#### TASK STATEMENT:
Determine how many lines in these records hold "unix". Only the number is wanted.
INPUT DATA START
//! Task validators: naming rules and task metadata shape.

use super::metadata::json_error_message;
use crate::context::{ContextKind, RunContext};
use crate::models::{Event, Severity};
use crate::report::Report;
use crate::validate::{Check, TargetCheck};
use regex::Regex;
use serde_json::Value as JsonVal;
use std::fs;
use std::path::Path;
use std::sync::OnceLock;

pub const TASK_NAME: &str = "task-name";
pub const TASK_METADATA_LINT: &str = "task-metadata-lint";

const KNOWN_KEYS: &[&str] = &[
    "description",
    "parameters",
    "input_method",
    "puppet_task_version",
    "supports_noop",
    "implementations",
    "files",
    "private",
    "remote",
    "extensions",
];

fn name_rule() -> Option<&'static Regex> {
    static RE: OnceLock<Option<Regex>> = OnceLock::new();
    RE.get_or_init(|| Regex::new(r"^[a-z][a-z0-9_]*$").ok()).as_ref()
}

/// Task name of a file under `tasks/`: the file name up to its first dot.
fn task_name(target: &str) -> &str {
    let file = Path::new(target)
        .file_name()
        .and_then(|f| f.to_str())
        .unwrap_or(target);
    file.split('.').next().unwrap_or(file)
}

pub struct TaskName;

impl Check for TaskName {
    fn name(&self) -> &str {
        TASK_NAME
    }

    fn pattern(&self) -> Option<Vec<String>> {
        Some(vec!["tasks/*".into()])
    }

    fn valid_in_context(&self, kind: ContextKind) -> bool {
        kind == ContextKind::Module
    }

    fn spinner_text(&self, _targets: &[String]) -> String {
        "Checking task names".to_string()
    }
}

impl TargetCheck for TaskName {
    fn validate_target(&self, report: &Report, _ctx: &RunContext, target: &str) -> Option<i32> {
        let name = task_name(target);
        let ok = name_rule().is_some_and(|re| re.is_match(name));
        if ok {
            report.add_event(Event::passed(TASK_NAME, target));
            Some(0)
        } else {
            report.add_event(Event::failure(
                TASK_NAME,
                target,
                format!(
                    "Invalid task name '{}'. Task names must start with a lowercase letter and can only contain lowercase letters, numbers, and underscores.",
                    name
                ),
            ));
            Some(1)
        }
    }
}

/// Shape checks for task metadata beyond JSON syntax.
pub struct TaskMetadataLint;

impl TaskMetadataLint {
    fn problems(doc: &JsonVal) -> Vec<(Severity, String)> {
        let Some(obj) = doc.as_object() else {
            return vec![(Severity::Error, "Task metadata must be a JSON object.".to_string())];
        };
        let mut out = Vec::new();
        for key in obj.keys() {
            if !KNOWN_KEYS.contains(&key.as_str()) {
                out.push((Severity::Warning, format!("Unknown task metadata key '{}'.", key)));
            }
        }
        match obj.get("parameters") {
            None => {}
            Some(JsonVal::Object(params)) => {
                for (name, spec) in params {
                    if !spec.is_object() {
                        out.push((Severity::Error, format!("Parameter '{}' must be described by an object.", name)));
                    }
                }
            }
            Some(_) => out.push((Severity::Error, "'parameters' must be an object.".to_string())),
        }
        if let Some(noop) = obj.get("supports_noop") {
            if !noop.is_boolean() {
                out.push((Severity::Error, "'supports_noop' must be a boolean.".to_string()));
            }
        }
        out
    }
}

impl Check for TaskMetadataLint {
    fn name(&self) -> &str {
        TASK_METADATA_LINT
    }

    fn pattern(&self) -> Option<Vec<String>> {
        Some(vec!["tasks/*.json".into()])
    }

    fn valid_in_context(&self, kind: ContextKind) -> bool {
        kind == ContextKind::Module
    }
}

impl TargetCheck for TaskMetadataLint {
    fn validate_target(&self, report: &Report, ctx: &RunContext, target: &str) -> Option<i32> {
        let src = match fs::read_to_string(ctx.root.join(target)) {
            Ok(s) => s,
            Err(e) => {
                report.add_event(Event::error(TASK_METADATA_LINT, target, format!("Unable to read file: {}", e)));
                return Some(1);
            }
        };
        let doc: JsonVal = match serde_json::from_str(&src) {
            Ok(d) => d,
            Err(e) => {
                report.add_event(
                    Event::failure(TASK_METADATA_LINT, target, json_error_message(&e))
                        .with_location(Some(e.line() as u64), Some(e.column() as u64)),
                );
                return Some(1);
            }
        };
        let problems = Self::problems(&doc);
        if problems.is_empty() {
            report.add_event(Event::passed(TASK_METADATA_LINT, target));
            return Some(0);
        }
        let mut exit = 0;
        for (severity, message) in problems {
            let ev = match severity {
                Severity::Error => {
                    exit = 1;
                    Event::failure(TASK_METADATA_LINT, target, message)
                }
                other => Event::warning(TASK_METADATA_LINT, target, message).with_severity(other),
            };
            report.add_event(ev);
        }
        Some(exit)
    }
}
INPUT DATA END
INPUT DATA START
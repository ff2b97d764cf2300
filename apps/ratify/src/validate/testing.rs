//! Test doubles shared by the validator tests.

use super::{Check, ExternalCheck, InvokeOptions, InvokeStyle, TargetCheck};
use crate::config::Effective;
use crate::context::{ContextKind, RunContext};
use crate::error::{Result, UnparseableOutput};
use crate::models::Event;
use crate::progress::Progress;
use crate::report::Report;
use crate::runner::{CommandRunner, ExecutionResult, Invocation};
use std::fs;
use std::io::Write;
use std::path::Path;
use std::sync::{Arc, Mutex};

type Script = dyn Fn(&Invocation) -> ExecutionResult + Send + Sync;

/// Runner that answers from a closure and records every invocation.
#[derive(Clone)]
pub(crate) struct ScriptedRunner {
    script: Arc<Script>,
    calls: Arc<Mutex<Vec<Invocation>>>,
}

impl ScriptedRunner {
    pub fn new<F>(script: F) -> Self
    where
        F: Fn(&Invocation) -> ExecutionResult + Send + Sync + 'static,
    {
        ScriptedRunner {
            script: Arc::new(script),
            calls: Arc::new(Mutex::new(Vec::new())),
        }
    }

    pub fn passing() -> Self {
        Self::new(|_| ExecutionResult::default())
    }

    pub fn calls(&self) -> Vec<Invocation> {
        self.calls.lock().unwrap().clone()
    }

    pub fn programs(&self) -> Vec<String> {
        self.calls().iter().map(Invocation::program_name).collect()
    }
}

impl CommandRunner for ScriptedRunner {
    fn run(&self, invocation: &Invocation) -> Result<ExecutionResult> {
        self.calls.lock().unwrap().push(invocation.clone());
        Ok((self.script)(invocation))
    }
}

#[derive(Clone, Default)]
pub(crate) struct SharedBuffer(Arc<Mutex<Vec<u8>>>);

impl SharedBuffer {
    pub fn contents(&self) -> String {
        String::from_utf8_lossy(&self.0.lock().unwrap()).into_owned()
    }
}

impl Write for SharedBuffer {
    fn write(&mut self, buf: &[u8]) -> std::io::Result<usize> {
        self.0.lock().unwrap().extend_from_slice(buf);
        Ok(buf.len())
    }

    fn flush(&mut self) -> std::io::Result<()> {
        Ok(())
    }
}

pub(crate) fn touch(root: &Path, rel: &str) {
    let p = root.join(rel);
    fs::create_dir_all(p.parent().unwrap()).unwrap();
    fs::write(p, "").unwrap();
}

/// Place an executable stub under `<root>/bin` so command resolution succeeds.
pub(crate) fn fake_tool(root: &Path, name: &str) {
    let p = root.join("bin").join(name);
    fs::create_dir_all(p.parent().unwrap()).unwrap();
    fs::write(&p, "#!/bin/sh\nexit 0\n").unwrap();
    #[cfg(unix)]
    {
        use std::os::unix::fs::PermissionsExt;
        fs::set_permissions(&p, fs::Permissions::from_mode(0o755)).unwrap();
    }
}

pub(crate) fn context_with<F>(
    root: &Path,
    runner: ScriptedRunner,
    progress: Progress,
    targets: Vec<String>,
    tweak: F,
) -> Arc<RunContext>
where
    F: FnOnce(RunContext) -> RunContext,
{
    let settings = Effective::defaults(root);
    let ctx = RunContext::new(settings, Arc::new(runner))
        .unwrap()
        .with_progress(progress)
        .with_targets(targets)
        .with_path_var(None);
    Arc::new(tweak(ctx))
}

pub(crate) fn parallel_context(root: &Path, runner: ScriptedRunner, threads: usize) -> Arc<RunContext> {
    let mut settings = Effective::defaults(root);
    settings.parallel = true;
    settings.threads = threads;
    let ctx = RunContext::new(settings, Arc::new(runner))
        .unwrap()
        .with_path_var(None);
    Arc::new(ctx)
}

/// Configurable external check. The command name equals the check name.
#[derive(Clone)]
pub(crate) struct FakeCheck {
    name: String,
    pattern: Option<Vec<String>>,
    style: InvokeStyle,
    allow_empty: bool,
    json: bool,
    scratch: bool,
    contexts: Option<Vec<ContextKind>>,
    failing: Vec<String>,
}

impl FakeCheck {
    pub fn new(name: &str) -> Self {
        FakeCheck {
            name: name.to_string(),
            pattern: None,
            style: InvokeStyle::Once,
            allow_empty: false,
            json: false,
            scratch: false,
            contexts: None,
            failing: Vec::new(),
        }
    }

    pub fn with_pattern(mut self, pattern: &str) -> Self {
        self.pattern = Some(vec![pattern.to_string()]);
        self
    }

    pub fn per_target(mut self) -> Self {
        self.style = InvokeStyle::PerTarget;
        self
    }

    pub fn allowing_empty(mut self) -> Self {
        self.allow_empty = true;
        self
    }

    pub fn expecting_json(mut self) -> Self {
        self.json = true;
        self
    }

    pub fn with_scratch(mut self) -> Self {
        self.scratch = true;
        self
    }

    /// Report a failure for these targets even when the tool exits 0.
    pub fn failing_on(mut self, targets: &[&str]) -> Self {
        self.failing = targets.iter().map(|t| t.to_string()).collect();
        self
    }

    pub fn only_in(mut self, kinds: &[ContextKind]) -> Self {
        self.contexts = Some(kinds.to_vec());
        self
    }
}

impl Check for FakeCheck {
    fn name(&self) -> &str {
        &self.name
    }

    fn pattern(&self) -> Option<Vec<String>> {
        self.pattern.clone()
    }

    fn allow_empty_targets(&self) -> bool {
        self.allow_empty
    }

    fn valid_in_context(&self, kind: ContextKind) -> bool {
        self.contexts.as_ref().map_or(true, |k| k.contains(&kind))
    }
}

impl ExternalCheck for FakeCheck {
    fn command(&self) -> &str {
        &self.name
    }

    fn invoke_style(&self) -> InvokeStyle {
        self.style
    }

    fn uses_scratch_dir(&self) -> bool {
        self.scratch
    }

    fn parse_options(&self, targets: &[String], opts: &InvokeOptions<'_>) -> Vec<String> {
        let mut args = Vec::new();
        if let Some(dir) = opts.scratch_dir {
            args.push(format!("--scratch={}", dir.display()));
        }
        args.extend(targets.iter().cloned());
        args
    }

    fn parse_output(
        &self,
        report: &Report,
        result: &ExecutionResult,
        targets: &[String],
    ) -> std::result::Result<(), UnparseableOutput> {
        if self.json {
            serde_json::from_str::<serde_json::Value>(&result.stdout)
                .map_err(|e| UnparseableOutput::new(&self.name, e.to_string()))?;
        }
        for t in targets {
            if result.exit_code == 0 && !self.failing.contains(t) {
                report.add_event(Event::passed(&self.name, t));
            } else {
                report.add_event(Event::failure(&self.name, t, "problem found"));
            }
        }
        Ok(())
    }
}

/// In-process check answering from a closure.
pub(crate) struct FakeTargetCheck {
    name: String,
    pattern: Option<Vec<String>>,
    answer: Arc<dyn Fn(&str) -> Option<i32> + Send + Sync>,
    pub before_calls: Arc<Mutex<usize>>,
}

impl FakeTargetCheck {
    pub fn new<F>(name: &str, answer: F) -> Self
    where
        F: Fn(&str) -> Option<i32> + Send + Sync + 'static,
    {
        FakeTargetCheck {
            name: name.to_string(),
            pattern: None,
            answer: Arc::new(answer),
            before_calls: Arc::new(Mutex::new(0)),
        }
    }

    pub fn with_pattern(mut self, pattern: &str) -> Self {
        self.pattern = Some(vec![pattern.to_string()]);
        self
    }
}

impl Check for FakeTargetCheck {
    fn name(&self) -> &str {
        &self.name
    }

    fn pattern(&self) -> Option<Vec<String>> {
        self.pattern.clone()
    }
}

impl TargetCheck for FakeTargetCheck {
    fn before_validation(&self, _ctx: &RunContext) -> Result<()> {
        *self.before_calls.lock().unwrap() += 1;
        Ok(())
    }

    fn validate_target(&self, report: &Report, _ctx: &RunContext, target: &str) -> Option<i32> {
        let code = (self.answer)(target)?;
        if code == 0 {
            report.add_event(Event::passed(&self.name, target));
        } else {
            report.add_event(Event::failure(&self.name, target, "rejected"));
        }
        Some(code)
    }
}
INPUT DATA END
INPUT DATA START
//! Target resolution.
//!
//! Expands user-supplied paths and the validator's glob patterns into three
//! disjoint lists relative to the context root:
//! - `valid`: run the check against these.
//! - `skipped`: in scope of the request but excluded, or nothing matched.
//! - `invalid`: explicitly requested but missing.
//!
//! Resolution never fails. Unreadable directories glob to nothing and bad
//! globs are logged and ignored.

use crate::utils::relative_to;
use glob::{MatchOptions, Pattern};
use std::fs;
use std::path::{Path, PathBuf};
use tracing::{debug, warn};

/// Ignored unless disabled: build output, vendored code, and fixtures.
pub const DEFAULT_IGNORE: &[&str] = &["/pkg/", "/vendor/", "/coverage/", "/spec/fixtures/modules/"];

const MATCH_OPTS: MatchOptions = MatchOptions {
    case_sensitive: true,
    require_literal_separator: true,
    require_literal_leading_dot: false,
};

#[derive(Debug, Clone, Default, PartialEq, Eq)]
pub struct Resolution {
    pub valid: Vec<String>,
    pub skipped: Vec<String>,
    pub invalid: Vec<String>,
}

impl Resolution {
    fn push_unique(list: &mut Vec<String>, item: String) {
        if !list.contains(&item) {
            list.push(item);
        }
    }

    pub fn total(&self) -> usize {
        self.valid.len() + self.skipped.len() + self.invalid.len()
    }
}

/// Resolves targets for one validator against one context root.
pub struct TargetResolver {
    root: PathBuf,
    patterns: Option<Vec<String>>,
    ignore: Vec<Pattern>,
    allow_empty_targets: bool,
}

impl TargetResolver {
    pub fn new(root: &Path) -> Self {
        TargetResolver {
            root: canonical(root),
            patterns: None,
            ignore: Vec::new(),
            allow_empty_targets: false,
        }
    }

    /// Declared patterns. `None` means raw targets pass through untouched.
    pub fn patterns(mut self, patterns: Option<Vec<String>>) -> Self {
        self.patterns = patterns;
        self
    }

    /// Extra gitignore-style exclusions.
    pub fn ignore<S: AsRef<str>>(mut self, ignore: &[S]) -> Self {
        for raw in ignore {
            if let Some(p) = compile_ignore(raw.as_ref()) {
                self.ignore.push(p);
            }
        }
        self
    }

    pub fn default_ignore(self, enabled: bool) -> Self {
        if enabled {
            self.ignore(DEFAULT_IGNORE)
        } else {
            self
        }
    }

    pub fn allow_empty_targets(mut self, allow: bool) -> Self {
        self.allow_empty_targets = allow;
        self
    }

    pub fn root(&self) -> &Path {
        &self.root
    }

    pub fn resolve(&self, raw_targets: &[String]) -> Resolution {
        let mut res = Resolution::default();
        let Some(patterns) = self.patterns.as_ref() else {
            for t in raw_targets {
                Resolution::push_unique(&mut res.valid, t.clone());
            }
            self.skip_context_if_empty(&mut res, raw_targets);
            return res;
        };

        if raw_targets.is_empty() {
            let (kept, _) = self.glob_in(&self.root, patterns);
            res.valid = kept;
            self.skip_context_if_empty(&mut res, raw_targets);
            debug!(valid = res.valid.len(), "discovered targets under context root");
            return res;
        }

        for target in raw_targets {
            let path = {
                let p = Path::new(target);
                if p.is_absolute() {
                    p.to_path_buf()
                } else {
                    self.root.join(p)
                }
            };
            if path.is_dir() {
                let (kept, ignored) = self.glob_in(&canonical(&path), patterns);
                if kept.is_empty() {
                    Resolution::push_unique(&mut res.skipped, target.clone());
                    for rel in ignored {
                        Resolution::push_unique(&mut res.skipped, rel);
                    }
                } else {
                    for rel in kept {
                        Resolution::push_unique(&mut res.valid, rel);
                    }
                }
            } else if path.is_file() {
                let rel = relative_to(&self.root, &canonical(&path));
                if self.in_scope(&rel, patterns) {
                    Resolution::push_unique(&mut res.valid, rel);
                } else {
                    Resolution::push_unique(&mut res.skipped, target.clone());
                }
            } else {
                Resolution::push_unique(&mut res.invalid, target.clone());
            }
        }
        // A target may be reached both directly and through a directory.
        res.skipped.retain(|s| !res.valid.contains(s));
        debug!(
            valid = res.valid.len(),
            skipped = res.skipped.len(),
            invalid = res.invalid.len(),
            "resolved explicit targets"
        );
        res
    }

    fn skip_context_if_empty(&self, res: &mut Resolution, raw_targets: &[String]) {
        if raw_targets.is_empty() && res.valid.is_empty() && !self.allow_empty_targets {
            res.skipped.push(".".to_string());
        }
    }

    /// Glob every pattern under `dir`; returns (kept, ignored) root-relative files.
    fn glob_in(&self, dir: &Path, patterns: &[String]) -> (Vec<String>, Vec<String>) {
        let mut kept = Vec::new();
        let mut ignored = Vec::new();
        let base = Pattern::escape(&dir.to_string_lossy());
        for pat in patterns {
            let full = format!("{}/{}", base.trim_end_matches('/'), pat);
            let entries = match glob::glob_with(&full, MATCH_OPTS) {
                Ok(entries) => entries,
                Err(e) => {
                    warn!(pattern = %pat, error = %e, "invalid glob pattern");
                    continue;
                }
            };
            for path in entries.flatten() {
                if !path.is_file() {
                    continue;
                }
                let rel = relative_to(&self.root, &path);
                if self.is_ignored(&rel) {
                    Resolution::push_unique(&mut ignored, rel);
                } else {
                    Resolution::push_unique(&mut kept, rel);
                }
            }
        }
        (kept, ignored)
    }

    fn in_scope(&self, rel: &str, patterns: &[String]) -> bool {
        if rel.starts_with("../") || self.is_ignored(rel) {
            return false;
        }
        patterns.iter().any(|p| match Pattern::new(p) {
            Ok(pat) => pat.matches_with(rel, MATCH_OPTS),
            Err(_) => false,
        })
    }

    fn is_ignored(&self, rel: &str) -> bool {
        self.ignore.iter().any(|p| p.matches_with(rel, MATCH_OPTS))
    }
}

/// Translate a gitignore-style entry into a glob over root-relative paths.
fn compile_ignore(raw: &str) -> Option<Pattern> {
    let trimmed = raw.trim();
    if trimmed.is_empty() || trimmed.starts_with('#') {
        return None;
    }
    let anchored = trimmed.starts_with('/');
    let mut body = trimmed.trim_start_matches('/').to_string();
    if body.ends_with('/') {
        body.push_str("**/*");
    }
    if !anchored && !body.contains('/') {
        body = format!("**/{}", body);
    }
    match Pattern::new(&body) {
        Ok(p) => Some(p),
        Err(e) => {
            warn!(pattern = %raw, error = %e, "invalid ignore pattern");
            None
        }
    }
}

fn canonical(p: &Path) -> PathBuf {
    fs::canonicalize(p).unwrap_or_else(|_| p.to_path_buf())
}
INPUT DATA END
#### TASK RESULT:
2